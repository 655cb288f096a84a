pub fn mean(values: &[f64]) -> f64 {
    if values.is_empty() {
        0_f64
    } else {
        values.iter().sum::<f64>() / values.len() as f64
    }
}

/// Standard deviation with one degree of freedom removed; 0 for fewer than two values.
pub fn sample_std_dev(values: &[f64]) -> f64 {
    if values.len() < 2 {
        return 0_f64;
    }

    let mean = mean(values);
    let variance = values.iter().map(|x| (x - mean).powi(2)).sum::<f64>()
        / (values.len() - 1) as f64;

    variance.sqrt()
}

/// `max - min`; 0 for an empty slice.
pub fn range(values: &[f64]) -> f64 {
    let mut iter = values.iter().copied();
    let Some(first) = iter.next() else {
        return 0_f64;
    };

    let (min, max) = iter.fold((first, first), |(lo, hi), v| (lo.min(v), hi.max(v)));
    max - min
}

/// `part / whole * 100`, 0 when `whole` is 0.
pub fn percentage(part: usize, whole: usize) -> f64 {
    if whole == 0 {
        0_f64
    } else {
        part as f64 / whole as f64 * 100.0
    }
}

/// Lengths of the maximal runs of `value` in `items`, in order.
pub fn run_lengths<T: PartialEq>(items: &[T], value: &T) -> Vec<usize> {
    let mut runs = Vec::new();
    let mut current = 0;
    for item in items {
        if item == value {
            current += 1;
        } else if current > 0 {
            runs.push(current);
            current = 0;
        }
    }
    if current > 0 {
        runs.push(current);
    }
    runs
}

#[cfg(test)]
mod tests {
    use super::*;

    #[test]
    fn mean_empty() {
        assert_eq!(mean(&[]), 0.0);
    }

    #[test]
    fn mean_basic() {
        assert_eq!(mean(&[2.0, 4.0, 6.0]), 4.0);
    }

    #[test]
    fn sample_std_dev_uses_n_minus_one() {
        // mean 5, squared deviations sum to 32, / 7
        let values = [2.0, 4.0, 4.0, 4.0, 5.0, 5.0, 7.0, 9.0];
        assert!((sample_std_dev(&values) - (32.0_f64 / 7.0).sqrt()).abs() < 1e-12);
    }

    #[test]
    fn sample_std_dev_short_input() {
        assert_eq!(sample_std_dev(&[]), 0.0);
        assert_eq!(sample_std_dev(&[3.0]), 0.0);
    }

    #[test]
    fn range_basic() {
        assert_eq!(range(&[]), 0.0);
        assert_eq!(range(&[0.5, -0.25, 0.1]), 0.75);
    }

    #[test]
    fn percentage_of_zero_whole() {
        assert_eq!(percentage(3, 0), 0.0);
        assert_eq!(percentage(1, 4), 25.0);
    }

    #[test]
    fn run_lengths_groups_runs() {
        let items = [1, 1, 0, 1, 0, 0, 1, 1, 1];
        assert_eq!(run_lengths(&items, &1), vec![2, 1, 3]);
        assert_eq!(run_lengths(&items, &0), vec![1, 2]);
        assert!(run_lengths(&[] as &[i32], &1).is_empty());
    }
}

WHAT IS BEING ASKED = Start with the first line. Please copy exactly each line of the listing through the one with "pub fn range(values: &[f64])", including it.

EXERCISE RESPONSE =
repository 655cb288f096a84a
pub fn mean(values: &[f64]) -> f64 {
    if values.is_empty() {
        0_f64
    } else {
        values.iter().sum::<f64>() / values.len() as f64
    }
}

/// Standard deviation with one degree of freedom removed; 0 for fewer than two values.
pub fn sample_std_dev(values: &[f64]) -> f64 {
    if values.len() < 2 {
        return 0_f64;
    }

    let mean = mean(values);
    let variance = values.iter().map(|x| (x - mean).powi(2)).sum::<f64>()
        / (values.len() - 1) as f64;

    variance.sqrt()
}

/// `max - min`; 0 for an empty slice.
pub fn range(values: &[f64]) -> f64 {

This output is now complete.